Task description:
Filter this data down to the lines that hold "main", and copy them.

Records shown:
____

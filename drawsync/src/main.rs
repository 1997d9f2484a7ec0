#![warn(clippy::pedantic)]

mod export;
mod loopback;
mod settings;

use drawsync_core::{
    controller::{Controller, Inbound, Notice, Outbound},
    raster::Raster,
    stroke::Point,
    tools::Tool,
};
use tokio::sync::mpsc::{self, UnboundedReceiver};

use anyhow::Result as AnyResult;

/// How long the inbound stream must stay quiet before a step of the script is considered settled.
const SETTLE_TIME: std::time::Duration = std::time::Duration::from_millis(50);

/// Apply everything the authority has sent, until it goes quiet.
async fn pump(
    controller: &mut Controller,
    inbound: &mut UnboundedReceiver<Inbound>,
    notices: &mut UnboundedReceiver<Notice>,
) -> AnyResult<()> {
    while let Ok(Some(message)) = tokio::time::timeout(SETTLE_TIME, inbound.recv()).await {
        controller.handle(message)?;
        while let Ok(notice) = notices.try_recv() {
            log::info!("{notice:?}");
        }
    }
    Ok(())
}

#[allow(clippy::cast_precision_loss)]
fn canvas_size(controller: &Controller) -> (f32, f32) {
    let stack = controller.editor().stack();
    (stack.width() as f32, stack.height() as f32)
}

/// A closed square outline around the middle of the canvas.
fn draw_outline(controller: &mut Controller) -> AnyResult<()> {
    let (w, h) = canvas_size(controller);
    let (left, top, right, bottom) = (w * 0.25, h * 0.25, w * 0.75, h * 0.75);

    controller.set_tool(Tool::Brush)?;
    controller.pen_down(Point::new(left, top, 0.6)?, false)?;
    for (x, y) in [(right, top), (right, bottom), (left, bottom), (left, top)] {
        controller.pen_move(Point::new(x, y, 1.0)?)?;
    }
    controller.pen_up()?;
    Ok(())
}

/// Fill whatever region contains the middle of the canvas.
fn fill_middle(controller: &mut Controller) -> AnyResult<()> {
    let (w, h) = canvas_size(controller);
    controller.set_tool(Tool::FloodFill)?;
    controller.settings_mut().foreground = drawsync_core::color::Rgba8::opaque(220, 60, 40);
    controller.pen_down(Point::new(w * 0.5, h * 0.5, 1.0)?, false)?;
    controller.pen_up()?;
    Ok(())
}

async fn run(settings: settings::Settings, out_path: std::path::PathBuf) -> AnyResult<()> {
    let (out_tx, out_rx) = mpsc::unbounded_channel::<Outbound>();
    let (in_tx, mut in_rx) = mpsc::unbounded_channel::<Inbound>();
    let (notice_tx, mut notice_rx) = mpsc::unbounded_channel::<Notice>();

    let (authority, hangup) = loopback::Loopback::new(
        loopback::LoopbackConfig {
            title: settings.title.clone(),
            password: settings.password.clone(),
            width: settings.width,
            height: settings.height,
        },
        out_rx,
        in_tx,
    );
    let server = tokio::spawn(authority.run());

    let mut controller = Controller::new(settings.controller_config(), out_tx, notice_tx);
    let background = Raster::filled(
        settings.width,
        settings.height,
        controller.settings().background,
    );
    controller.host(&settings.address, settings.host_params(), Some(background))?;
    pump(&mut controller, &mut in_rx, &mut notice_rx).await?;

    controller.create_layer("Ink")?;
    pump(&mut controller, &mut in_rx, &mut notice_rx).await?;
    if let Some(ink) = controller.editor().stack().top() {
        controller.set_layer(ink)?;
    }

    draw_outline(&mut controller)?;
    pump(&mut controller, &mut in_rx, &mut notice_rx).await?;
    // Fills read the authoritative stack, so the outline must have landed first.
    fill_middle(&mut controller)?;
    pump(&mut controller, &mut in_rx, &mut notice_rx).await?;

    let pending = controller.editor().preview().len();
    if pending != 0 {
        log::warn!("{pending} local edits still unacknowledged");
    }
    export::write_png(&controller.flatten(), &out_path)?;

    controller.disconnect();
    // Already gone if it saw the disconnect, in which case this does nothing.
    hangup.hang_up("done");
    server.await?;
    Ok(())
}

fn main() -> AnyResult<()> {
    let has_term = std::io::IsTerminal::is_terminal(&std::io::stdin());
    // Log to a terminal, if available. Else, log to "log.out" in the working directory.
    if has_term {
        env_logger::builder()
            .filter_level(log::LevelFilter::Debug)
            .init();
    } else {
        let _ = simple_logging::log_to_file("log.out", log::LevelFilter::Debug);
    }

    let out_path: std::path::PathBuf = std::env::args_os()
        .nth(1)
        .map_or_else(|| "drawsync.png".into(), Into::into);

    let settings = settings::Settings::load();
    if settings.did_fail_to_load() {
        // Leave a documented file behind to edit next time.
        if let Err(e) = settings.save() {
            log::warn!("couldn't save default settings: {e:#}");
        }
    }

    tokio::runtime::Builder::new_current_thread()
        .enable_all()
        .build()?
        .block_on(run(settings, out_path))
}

____

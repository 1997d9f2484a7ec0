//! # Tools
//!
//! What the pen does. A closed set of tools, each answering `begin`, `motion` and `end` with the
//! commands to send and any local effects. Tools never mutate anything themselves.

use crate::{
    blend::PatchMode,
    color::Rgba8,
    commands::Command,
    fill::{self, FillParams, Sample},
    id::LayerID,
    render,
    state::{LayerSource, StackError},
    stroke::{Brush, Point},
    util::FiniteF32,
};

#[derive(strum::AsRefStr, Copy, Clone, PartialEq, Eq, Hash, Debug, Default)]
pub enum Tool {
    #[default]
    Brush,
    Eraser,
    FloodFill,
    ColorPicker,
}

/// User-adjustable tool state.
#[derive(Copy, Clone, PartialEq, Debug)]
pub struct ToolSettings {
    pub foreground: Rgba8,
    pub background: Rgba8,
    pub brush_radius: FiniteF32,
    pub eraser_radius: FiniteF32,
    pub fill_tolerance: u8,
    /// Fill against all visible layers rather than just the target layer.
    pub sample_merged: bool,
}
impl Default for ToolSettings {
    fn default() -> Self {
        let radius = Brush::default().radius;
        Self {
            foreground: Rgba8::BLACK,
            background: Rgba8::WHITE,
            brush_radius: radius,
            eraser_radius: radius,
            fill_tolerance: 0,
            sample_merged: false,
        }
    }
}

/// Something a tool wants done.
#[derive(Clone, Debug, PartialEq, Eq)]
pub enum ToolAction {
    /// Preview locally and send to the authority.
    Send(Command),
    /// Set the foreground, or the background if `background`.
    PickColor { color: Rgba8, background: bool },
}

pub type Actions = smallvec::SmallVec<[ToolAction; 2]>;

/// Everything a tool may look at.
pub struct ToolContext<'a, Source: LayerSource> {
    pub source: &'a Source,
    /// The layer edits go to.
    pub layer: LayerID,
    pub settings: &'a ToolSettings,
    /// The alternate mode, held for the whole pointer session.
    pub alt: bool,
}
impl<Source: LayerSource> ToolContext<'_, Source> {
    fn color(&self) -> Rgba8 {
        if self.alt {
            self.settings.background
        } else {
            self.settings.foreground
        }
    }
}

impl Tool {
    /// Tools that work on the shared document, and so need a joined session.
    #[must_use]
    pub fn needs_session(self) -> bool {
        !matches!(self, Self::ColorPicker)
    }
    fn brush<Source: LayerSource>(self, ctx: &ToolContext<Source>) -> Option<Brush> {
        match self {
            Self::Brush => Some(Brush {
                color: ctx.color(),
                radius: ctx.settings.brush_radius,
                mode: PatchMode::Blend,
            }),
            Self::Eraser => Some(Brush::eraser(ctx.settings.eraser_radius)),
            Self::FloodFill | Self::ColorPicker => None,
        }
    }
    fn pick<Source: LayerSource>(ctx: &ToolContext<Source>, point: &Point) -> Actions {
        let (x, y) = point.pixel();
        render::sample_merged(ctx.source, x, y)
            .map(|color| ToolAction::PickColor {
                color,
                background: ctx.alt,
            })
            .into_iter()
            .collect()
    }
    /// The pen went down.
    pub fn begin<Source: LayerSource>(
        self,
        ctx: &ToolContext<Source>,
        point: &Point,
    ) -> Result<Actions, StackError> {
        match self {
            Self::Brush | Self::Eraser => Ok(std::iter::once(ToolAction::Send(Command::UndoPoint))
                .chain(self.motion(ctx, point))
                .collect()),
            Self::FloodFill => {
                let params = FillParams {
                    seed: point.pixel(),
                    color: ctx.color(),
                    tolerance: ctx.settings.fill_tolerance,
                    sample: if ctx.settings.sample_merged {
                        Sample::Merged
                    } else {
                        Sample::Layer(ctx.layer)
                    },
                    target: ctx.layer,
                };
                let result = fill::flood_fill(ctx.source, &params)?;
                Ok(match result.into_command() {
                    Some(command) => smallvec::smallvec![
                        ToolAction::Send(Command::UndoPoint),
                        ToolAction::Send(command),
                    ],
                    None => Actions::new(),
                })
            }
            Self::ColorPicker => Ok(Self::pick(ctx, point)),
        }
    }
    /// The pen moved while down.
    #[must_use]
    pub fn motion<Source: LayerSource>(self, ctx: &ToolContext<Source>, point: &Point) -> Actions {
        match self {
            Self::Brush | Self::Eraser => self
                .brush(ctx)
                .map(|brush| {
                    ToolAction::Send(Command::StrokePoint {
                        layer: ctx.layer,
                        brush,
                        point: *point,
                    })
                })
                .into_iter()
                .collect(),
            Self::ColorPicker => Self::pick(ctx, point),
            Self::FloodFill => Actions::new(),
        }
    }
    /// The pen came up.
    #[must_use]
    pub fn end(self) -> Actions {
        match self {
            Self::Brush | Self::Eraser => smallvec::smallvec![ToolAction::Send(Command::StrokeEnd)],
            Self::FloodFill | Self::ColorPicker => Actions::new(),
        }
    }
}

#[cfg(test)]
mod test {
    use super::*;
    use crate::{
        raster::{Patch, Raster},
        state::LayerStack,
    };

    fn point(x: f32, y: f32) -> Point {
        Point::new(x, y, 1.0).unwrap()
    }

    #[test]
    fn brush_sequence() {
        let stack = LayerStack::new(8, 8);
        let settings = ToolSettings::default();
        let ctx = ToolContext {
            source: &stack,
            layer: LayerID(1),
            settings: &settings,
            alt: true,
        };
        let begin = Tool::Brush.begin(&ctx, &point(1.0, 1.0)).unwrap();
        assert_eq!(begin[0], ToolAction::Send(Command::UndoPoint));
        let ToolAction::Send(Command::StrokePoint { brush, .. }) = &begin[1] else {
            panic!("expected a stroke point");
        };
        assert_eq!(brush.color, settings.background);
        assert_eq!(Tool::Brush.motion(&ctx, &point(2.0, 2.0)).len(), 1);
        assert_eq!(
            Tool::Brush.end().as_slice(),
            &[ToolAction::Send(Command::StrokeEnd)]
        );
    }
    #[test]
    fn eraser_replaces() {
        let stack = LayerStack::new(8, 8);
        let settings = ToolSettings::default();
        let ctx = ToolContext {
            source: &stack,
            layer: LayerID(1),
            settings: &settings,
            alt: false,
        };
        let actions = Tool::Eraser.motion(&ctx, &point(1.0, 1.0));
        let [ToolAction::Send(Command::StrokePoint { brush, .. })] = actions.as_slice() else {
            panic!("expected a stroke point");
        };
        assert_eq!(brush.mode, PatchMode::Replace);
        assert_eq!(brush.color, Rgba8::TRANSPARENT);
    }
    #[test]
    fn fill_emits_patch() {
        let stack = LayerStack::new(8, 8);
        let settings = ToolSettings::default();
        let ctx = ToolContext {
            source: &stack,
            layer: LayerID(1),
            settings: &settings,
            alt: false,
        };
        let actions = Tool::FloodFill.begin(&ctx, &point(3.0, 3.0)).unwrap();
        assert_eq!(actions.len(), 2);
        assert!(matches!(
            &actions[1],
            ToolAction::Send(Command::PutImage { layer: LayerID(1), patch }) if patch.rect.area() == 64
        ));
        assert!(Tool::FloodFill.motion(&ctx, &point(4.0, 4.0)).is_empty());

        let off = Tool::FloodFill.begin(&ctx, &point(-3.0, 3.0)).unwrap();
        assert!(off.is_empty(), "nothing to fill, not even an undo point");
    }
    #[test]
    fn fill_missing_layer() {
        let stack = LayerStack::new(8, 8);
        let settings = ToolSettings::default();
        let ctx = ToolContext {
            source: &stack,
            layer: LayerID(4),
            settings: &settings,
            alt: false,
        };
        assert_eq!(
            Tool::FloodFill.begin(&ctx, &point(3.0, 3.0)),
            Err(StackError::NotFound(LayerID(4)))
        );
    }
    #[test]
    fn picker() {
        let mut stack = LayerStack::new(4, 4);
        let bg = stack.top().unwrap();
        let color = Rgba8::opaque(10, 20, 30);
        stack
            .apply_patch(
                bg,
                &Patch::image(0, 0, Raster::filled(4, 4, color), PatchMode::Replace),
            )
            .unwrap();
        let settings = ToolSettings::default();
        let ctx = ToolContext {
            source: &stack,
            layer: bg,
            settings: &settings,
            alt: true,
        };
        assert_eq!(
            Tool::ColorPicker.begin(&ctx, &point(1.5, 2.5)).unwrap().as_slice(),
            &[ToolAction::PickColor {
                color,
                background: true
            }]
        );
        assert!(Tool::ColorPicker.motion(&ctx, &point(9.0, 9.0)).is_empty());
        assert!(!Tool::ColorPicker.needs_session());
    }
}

____

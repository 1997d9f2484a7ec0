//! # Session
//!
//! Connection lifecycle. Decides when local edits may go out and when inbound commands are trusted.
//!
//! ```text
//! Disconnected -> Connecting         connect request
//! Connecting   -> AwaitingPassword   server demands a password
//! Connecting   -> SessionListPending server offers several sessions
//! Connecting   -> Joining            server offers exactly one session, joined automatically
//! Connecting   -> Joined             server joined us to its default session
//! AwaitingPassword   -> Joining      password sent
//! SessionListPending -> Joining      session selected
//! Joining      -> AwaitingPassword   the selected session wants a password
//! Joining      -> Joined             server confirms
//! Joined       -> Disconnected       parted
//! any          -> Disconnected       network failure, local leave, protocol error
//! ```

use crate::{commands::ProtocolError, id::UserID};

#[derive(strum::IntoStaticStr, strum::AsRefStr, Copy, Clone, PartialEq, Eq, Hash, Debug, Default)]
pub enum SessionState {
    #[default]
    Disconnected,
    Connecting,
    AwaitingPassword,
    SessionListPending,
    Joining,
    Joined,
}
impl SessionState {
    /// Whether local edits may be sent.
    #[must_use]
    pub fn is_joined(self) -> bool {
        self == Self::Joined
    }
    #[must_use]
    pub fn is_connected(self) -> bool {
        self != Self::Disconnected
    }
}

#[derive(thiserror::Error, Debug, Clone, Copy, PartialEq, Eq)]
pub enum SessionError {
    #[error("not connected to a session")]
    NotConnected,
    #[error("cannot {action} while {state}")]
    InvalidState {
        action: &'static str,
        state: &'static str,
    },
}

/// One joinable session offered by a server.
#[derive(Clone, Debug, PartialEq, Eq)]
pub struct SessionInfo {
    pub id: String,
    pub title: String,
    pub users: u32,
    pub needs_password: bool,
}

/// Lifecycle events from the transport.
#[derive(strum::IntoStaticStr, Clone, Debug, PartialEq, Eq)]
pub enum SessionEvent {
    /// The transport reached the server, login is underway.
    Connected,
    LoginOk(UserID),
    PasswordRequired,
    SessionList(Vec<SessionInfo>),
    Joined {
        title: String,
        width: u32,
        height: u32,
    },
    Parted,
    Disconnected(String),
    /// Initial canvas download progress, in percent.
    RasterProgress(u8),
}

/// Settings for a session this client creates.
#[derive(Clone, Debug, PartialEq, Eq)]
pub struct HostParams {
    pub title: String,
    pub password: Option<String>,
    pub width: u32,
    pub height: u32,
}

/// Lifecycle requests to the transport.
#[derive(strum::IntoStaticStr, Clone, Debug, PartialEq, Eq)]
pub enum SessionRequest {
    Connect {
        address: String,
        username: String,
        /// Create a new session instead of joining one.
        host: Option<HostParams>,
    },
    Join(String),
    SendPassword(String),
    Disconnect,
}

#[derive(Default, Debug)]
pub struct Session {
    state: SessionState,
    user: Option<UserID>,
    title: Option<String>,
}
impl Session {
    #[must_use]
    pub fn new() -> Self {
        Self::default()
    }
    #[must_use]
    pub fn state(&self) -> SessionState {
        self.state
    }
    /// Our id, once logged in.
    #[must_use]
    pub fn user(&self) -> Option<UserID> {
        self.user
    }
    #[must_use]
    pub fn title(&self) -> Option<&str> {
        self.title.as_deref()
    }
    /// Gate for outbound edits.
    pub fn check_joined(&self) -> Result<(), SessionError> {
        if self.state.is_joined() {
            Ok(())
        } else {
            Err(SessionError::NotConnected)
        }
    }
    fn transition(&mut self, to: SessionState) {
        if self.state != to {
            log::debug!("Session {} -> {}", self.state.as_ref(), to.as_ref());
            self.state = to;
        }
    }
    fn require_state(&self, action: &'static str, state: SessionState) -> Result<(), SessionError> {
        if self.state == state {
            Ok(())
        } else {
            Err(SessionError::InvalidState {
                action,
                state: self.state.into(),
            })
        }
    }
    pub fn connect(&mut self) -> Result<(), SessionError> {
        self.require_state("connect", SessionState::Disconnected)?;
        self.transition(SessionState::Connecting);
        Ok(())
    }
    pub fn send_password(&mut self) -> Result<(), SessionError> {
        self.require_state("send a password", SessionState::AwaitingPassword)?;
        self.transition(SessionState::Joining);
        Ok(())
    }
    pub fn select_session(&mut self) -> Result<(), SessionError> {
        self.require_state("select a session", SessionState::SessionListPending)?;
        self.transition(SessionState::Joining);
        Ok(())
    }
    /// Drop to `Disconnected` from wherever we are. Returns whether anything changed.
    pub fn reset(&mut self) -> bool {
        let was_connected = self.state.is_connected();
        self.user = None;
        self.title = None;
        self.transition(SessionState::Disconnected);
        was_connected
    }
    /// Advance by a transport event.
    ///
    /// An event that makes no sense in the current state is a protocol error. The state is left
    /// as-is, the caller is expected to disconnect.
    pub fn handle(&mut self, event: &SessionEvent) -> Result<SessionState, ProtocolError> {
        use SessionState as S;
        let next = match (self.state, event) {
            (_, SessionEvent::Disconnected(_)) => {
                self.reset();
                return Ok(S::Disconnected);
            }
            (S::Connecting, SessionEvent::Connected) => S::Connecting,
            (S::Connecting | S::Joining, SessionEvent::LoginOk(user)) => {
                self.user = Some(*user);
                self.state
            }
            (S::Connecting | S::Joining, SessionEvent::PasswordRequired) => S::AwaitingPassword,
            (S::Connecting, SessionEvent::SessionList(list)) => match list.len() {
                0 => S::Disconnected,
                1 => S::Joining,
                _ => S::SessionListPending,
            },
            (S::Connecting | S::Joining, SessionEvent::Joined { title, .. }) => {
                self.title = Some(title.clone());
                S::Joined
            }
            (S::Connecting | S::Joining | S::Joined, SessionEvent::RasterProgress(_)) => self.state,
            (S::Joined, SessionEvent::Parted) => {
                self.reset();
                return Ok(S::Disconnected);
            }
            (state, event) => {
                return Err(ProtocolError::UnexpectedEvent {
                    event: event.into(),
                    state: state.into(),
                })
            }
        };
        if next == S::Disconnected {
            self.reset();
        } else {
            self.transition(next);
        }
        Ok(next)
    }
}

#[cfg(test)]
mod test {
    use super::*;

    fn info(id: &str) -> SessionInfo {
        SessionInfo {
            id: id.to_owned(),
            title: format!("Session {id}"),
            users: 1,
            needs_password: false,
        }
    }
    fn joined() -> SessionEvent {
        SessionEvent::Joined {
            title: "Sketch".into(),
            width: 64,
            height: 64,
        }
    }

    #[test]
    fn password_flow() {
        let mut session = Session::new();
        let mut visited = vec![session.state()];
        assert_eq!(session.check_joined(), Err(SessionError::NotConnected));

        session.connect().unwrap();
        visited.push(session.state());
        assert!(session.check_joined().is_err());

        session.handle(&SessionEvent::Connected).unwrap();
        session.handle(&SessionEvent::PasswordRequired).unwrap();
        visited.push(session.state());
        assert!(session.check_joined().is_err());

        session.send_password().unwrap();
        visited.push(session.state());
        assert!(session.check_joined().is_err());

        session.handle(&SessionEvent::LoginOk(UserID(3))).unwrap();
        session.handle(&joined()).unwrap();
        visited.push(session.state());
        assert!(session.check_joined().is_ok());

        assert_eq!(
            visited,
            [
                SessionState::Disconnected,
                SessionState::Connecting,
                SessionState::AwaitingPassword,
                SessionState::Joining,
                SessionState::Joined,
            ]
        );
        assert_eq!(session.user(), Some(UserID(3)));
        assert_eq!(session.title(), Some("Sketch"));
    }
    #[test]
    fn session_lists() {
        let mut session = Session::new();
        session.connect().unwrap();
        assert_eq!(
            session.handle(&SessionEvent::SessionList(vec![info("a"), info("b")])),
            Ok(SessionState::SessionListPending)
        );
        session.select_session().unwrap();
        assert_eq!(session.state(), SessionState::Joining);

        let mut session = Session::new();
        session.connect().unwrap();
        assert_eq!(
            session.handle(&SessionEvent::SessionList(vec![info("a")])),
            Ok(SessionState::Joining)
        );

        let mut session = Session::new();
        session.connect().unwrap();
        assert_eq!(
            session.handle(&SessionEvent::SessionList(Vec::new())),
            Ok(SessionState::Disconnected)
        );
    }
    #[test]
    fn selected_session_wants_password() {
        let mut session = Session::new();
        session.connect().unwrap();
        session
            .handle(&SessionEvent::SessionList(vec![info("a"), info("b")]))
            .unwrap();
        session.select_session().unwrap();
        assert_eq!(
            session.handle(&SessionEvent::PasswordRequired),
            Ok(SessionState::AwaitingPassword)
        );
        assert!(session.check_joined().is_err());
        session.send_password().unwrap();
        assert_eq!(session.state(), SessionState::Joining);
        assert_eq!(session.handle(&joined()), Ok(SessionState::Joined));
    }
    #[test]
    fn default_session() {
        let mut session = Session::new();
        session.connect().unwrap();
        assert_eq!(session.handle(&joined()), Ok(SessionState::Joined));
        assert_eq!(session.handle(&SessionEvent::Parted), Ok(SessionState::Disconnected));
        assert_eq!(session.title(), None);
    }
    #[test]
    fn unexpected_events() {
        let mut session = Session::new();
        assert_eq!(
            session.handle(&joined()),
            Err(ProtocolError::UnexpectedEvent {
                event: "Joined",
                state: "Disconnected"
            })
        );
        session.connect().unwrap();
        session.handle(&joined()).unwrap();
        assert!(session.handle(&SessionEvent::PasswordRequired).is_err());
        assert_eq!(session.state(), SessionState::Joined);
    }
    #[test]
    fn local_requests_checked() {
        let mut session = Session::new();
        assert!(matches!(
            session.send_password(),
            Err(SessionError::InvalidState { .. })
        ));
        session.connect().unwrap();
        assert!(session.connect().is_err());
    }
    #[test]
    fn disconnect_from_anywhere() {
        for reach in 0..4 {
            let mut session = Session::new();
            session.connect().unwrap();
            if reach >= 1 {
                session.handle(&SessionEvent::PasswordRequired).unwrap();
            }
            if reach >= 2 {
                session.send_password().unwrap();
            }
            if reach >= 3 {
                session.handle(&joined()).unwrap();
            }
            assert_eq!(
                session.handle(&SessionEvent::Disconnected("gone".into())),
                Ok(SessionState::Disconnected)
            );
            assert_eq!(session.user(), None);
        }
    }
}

____

Solution below:
filename drawsync/src/main.rs
fn main() -> AnyResult<()> {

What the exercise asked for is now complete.